Sergio Destefanis (University of Salerno)
Fernanda Mazzotta and Lavinia Parisi
This study estimates a Beveridge curve for Italy at the provincial (NUTS3) level over the 2017–2024 period, distinguishing between female and male unemployment. The main contribution is the adoption of a transformation function approach that allows for heterogeneous gender-specific slopes and incorporates demographic, institutional, and structural factors, such as childcare provision and female entrepreneurship, as shift determinants of the curve. Building on labour-market matching theory, the model accounts for the joint determination of male and female unemployment in relation to vacancies, thereby capturing potential substitution and complementarity effects across genders. The model is estimated using a System GMM approach to address endogeneity concerns and to account for the dynamic nature of the relationship.Preliminary results indicate a stable downward-sloping Beveridge curve across all specifications, with no robust evidence of systematic gender differences in its slope once full interactions are included.
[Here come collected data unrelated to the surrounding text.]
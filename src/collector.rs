use std::collections::HashSet;

use crate::config::SearchConfig;
use crate::data_models::{ListingSystem, SearchPage};
use crate::error::{ConfigError, ProviderError};
use crate::fetcher::PageFetcher;
use crate::qualifier::{Qualifier, QualifyPattern};
use crate::query::{build_queries, normalize_state};
use crate::search::SearchBackend;

#[derive(Debug, Clone, Copy, PartialEq, Eq)]
pub enum CollectorState {
    Collecting,
    /// Target count reached.
    Done,
    /// Queries or the result cap ran out first.
    Exhausted,
}

/// Reported once per qualifying URL, as soon as it is found.
#[derive(Debug, Clone, Copy)]
pub struct FoundSite<'a> {
    pub system: ListingSystem,
    pub url: &'a str,
    pub count: usize,
    /// 1-based position among this system's qualifying URLs.
    pub index: usize,
    pub target: usize,
}

#[derive(Debug, Clone, PartialEq, Eq)]
pub struct CollectOutcome {
    pub system: ListingSystem,
    pub state_name: String,
    pub urls: Vec<String>,
    pub status: CollectorState,
    /// Distinct candidates fetched (or attempted).
    pub examined: usize,
    /// Candidates dropped because the fetch failed.
    pub fetch_failures: usize,
}

/// Pulls candidates from the search backend, fetches and qualifies each one,
/// and stops at the target count.
pub struct Collector<'a> {
    backend: &'a SearchBackend,
    fetcher: &'a PageFetcher,
    config: &'a SearchConfig,
}

impl<'a> Collector<'a> {
    pub fn new(backend: &'a SearchBackend, fetcher: &'a PageFetcher, config: &'a SearchConfig) -> Self {
        Self {
            backend,
            fetcher,
            config,
        }
    }

    pub async fn collect<F>(
        &self,
        state: &str,
        system: ListingSystem,
        mut on_found: F,
    ) -> Result<CollectOutcome, ConfigError>
    where
        F: FnMut(&FoundSite<'_>),
    {
        let state_name = normalize_state(state)?;
        let queries = build_queries(&state_name, system)?;
        let qualifier = Qualifier::new(
            QualifyPattern::for_system(system),
            self.config.threshold_for(system),
        );
        let target = self.config.target_count;

        let mut seen: HashSet<String> = HashSet::new();
        let mut urls: Vec<String> = Vec::new();
        let mut examined = 0usize;
        let mut fetch_failures = 0usize;
        let mut status = CollectorState::Collecting;

        log::info!(
            "collecting {system} sites for {state_name} (target {target}, {} needs >= {} matches)",
            qualifier.pattern().name(),
            qualifier.threshold()
        );

        'queries: for query in &queries {
            let mut page = 0usize;
            loop {
                let SearchPage {
                    urls: candidates,
                    has_more,
                } = match self.backend.fetch_results(query, page).await {
                    Ok(results) => results,
                    Err(ProviderError::CapReached { cap }) => {
                        log::info!("search result cap of {cap} reached");
                        status = CollectorState::Exhausted;
                        break 'queries;
                    }
                    Err(e) => {
                        log::warn!("ending pagination for {query:?}: {e}");
                        break;
                    }
                };
                if candidates.is_empty() {
                    break;
                }

                for url in candidates {
                    if !seen.insert(url.clone()) {
                        continue;
                    }
                    examined += 1;

                    let html = match self.fetcher.fetch(&url).await {
                        Ok(html) => html,
                        Err(e) => {
                            fetch_failures += 1;
                            log::warn!("skipping {url}: {e}");
                            continue;
                        }
                    };

                    let result = qualifier.qualify(&url, &html);
                    if !result.passed {
                        log::debug!("{url}: {} matches, not enough", result.count);
                        continue;
                    }

                    urls.push(url);
                    on_found(&FoundSite {
                        system,
                        url: &result.url,
                        count: result.count,
                        index: urls.len(),
                        target,
                    });
                    if urls.len() >= target {
                        status = CollectorState::Done;
                        break 'queries;
                    }
                }

                if !has_more {
                    break;
                }
                page += 1;
            }
        }

        if status == CollectorState::Collecting {
            status = CollectorState::Exhausted;
        }
        log::info!(
            "{system}: {} of {target} found after examining {examined} candidates ({status:?})",
            urls.len()
        );

        Ok(CollectOutcome {
            system,
            state_name,
            urls,
            status,
            examined,
            fetch_failures,
        })
    }

    /// Runs one collection per system, in order. Only the cache and the
    /// search budget carry over between them.
    pub async fn collect_all<F>(
        &self,
        state: &str,
        systems: &[ListingSystem],
        mut on_found: F,
    ) -> Result<Vec<CollectOutcome>, ConfigError>
    where
        F: FnMut(&FoundSite<'_>),
    {
        let mut outcomes = Vec::with_capacity(systems.len());
        for system in systems {
            outcomes.push(self.collect(state, *system, &mut on_found).await?);
        }
        Ok(outcomes)
    }
}
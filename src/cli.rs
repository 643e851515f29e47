use std::path::PathBuf;

use clap::Parser;

use crate::config::{SearchConfig, seconds};
use crate::data_models::ListingSystem;
use crate::error::ConfigError;

/// Find active Buildium and AppFolio rental listing sites for a US state.
#[derive(Debug, Parser)]
#[command(name = "listing-scout", version, about)]
pub struct Args {
    /// State name or two-letter abbreviation. Prompted for when omitted.
    pub state: Option<String>,

    /// Qualifying URLs to collect per listing system.
    #[arg(long, default_value_t = 10)]
    pub target: usize,

    /// Visible price markers a Buildium page needs.
    #[arg(long, default_value_t = 21)]
    pub buildium_threshold: usize,

    /// "Apply now" occurrences an AppFolio page needs.
    #[arg(long, default_value_t = 20)]
    pub appfolio_threshold: usize,

    /// Search results requested per page.
    #[arg(long, default_value_t = 10)]
    pub batch_size: usize,

    /// Base pause before each request, in seconds.
    #[arg(long, default_value_t = 1.0)]
    pub delay: f64,

    /// Extra random pause of up to this many seconds.
    #[arg(long, default_value_t = 0.5)]
    pub jitter: f64,

    /// Retries for timeouts, 5xx and 429 responses.
    #[arg(long, default_value_t = 3)]
    pub max_retries: u32,

    /// Per-request timeout, in seconds.
    #[arg(long, default_value_t = 15.0)]
    pub timeout: f64,

    /// Listing systems to search (repeatable). Defaults to both.
    #[arg(long = "system", value_parser = parse_system)]
    pub systems: Vec<ListingSystem>,

    /// Response cache file. Overrides LISTING_SCOUT_CACHE.
    #[arg(long)]
    pub cache_path: Option<PathBuf>,

    /// Keep the response cache in memory only.
    #[arg(long)]
    pub no_cache: bool,

    /// Debug logging.
    #[arg(short, long)]
    pub verbose: bool,
}

fn parse_system(s: &str) -> Result<ListingSystem, String> {
    s.parse()
}

impl Args {
    pub fn search_config(&self) -> Result<SearchConfig, ConfigError> {
        let config = SearchConfig {
            target_count: self.target,
            buildium_threshold: self.buildium_threshold,
            appfolio_threshold: self.appfolio_threshold,
            results_per_page: self.batch_size,
            delay: seconds("delay", self.delay)?,
            jitter: seconds("jitter", self.jitter)?,
            max_retries: self.max_retries,
            request_timeout: seconds("timeout", self.timeout)?,
            ..SearchConfig::default()
        };
        config.validate()?;
        Ok(config)
    }

    pub fn systems(&self) -> Vec<ListingSystem> {
        if self.systems.is_empty() {
            return ListingSystem::ALL.to_vec();
        }
        let mut systems = Vec::new();
        for system in &self.systems {
            if !systems.contains(system) {
                systems.push(*system);
            }
        }
        systems
    }
}
use std::sync::Arc;

use async_trait::async_trait;
use reqwest::Url;
use serde::Deserialize;

use super::{SearchProvider, SearchRequest, dedup_preserving_order};
use crate::data_models::SearchPage;
use crate::error::ProviderError;
use crate::fetcher::PageFetcher;

pub const BRAVE_BASE_URL: &str = "https://api.search.brave.com";

/// The API caps `count` at 20 and `offset` (a page index) at 9.
const MAX_COUNT: usize = 20;
const MAX_PAGE: usize = 9;

#[derive(Debug, Deserialize, Default)]
pub struct BraveResponse {
    #[serde(default)]
    pub web: Option<BraveWeb>,
    #[serde(default)]
    pub query: Option<BraveQuery>,
}

#[derive(Debug, Deserialize, Default)]
pub struct BraveWeb {
    #[serde(default)]
    pub results: Vec<BraveResult>,
}

#[derive(Debug, Deserialize)]
pub struct BraveResult {
    pub url: String,
    #[serde(default)]
    pub title: String,
}

#[derive(Debug, Deserialize, Default)]
pub struct BraveQuery {
    #[serde(default)]
    pub more_results_available: bool,
}

/// Brave Search web API. Needs a subscription token.
pub struct BraveSearchProvider {
    fetcher: Arc<PageFetcher>,
    api_key: String,
    base_url: String,
}

impl BraveSearchProvider {
    pub fn new(fetcher: Arc<PageFetcher>, api_key: String) -> Self {
        Self::with_base_url(fetcher, api_key, BRAVE_BASE_URL)
    }

    pub fn with_base_url(
        fetcher: Arc<PageFetcher>,
        api_key: String,
        base_url: impl Into<String>,
    ) -> Self {
        Self {
            fetcher,
            api_key,
            base_url: base_url.into().trim_end_matches('/').to_string(),
        }
    }

    fn search_url(&self, request: &SearchRequest<'_>) -> Result<Url, ProviderError> {
        Url::parse_with_params(
            &format!("{}/res/v1/web/search", self.base_url),
            &[
                ("q", request.query.to_string()),
                ("count", request.per_page.min(MAX_COUNT).to_string()),
                ("offset", request.page.to_string()),
            ],
        )
        .map_err(|e| ProviderError::Malformed {
            provider: "brave",
            reason: format!("bad search url: {e}"),
        })
    }
}

pub fn parse_response(body: &str, page: usize) -> Result<SearchPage, ProviderError> {
    let response: BraveResponse =
        serde_json::from_str(body).map_err(|e| ProviderError::Malformed {
            provider: "brave",
            reason: format!("invalid json: {e}"),
        })?;
    let urls = response
        .web
        .map(|web| web.results.into_iter().map(|r| r.url).collect::<Vec<_>>())
        .unwrap_or_default();
    let more = response
        .query
        .map(|q| q.more_results_available)
        .unwrap_or(false);
    Ok(SearchPage::new(
        dedup_preserving_order(urls),
        more && page < MAX_PAGE,
    ))
}

#[async_trait]
impl SearchProvider for BraveSearchProvider {
    fn name(&self) -> &'static str {
        "brave"
    }

    async fn fetch_results(&self, request: SearchRequest<'_>) -> Result<SearchPage, ProviderError> {
        if request.page > MAX_PAGE {
            return Ok(SearchPage::default());
        }
        let url = self.search_url(&request)?;
        let body = self
            .fetcher
            .get_validated(
                url.as_str(),
                &[
                    ("Accept", "application/json"),
                    ("X-Subscription-Token", self.api_key.as_str()),
                ],
                |body| serde_json::from_str::<BraveResponse>(body).is_ok(),
            )
            .await
            .map_err(|source| ProviderError::Fetch {
                provider: self.name(),
                source,
            })?;
        let mut page = parse_response(&body, request.page)?;
        page.urls.truncate(request.limit);
        Ok(page)
    }
}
Labour market matching is significantly influenced by structural and institutional factors, particularly childcare provision. Both private and public childcare are associated with improved matching efficiency, although private childcare displays stronger and more persistent gender-specific effects in favour of women. Results for total childcare remain positive but with weaker gender differentials. By contrast, female entrepreneurship does not appear to exert a statistically significant effect.